Au saloon, le marchandage continue, cependant que les cocktails à deux dollars pièce se succèdent.

Le chien, objet du débat, est assis sur son arrière-train, indifférent et philosophe.

Au dixième Manhattan, Gregory offre 75 piastres. Tope là. C'est chose entendue. Le postier noue son mouchoir au collier de la bête qui suit, tête basse, son nouveau maître, tandis que l'ancien jette les 75 dollars sur une table de jeu.
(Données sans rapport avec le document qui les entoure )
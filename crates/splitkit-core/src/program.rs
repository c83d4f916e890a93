//! Timer program identifiers and parse modes.
//!
//! All enums serialize in lowercase (via `serde(rename_all = "lowercase")`) and
//! implement `Display` manually for consistent string representation.

use serde::{Deserialize, Serialize};
use std::fmt;
use std::str::FromStr;

use crate::Error;

// ---------------------------------------------------------------------------
// ProgramId
// ---------------------------------------------------------------------------

/// Timer programs whose split files can be normalized.
///
/// The set is closed: supporting another timer means adding a variant here
/// plus a parser and registry entry in `splitkit-parser`.
#[derive(Debug, Clone, Copy, PartialEq, Eq, Hash, Serialize, Deserialize)]
#[serde(rename_all = "lowercase")]
pub enum ProgramId {
    Llanfair,
    Urn,
    LiveSplit,
    SplitterZ,
    TimeSplitTracker,
    WSplit,
}

impl ProgramId {
    /// Every program, in detection priority order.
    pub const ALL: [ProgramId; 6] = [
        Self::Llanfair,
        Self::Urn,
        Self::LiveSplit,
        Self::SplitterZ,
        Self::TimeSplitTracker,
        Self::WSplit,
    ];

    /// Stable lowercase identifier.
    pub fn as_str(&self) -> &'static str {
        match self {
            Self::Llanfair => "llanfair",
            Self::Urn => "urn",
            Self::LiveSplit => "livesplit",
            Self::SplitterZ => "splitterz",
            Self::TimeSplitTracker => "timesplittracker",
            Self::WSplit => "wsplit",
        }
    }

    /// Human-facing program name.
    pub fn display_name(&self) -> &'static str {
        match self {
            Self::Llanfair => "Llanfair",
            Self::Urn => "Urn",
            Self::LiveSplit => "LiveSplit",
            Self::SplitterZ => "SplitterZ",
            Self::TimeSplitTracker => "Time Split Tracker",
            Self::WSplit => "WSplit",
        }
    }

    /// File extension (without the dot) used when exporting in this format.
    pub fn file_extension(&self) -> &'static str {
        match self {
            Self::Llanfair => "lfs",
            Self::Urn => "json",
            Self::LiveSplit => "lss",
            Self::SplitterZ => "szs",
            Self::TimeSplitTracker => "timesplittracker",
            Self::WSplit => "wsplit",
        }
    }
}

impl fmt::Display for ProgramId {
    fn fmt(&self, f: &mut fmt::Formatter<'_>) -> fmt::Result {
        f.write_str(self.as_str())
    }
}

impl FromStr for ProgramId {
    type Err = Error;

    fn from_str(s: &str) -> std::result::Result<Self, Self::Err> {
        let wanted = s.trim().to_ascii_lowercase();
        Self::ALL
            .into_iter()
            .find(|p| p.as_str() == wanted)
            .ok_or_else(|| Error::validation(format!("unknown program '{s}'")))
    }
}

// ---------------------------------------------------------------------------
// ParseMode
// ---------------------------------------------------------------------------

/// How much of a split file to decode, and which cache slot the result uses.
///
/// - **Fast**: cheap pass for bulk detection; may skip per-segment detail.
/// - **Full**: decodes every segment and all metadata; the canonical parse.
/// - **Convert**: full-depth decode for one-off format conversion, cached
///   apart from the canonical parse and never persisted.
#[derive(Debug, Clone, Copy, PartialEq, Eq, Hash, Serialize, Deserialize, Default)]
#[serde(rename_all = "lowercase")]
pub enum ParseMode {
    #[default]
    Fast,
    Full,
    Convert,
}

impl ParseMode {
    /// Whether this mode requires every segment to be decoded completely.
    pub fn is_full_depth(&self) -> bool {
        !matches!(self, Self::Fast)
    }

    /// Whether a result in this mode may be handed to a persistence layer.
    pub fn persists(&self) -> bool {
        !matches!(self, Self::Convert)
    }
}

impl fmt::Display for ParseMode {
    fn fmt(&self, f: &mut fmt::Formatter<'_>) -> fmt::Result {
        match self {
            Self::Fast => write!(f, "fast"),
            Self::Full => write!(f, "full"),
            Self::Convert => write!(f, "convert"),
        }
    }
}

impl FromStr for ParseMode {
    type Err = Error;

    fn from_str(s: &str) -> std::result::Result<Self, Self::Err> {
        match s.trim().to_ascii_lowercase().as_str() {
            "fast" => Ok(Self::Fast),
            "full" => Ok(Self::Full),
            "convert" => Ok(Self::Convert),
            other => Err(Error::validation(format!("unknown parse mode '{other}'"))),
        }
    }
}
En marchant, Gregory soliloque :

— Oui, mon vieux, c'est une riche affaire. Et vingt-cinq dollars de boni. C'est toujours bon à prendre. Ce rusher n'était qu'un apprenti. Il est vrai que les cocktails entrent pour une part dans sa décision. Cent piastres, vous les valiez… Au fait, comment vous nommait-on? Qu'importe! En souvenir du steamboat et de son captain, vous serez Oregon. Pas de protestation? Entendu, vieille chose. Donc, je disais, Oregon, mon ami, que nous allions avoir de l'ouvrage, mais ça n'est pas pour effrayer un siwash dog esquimau.

« Il va falloir rattraper le temps perdu. Sacré forgeron de tous les diables, huit jours pour un patin!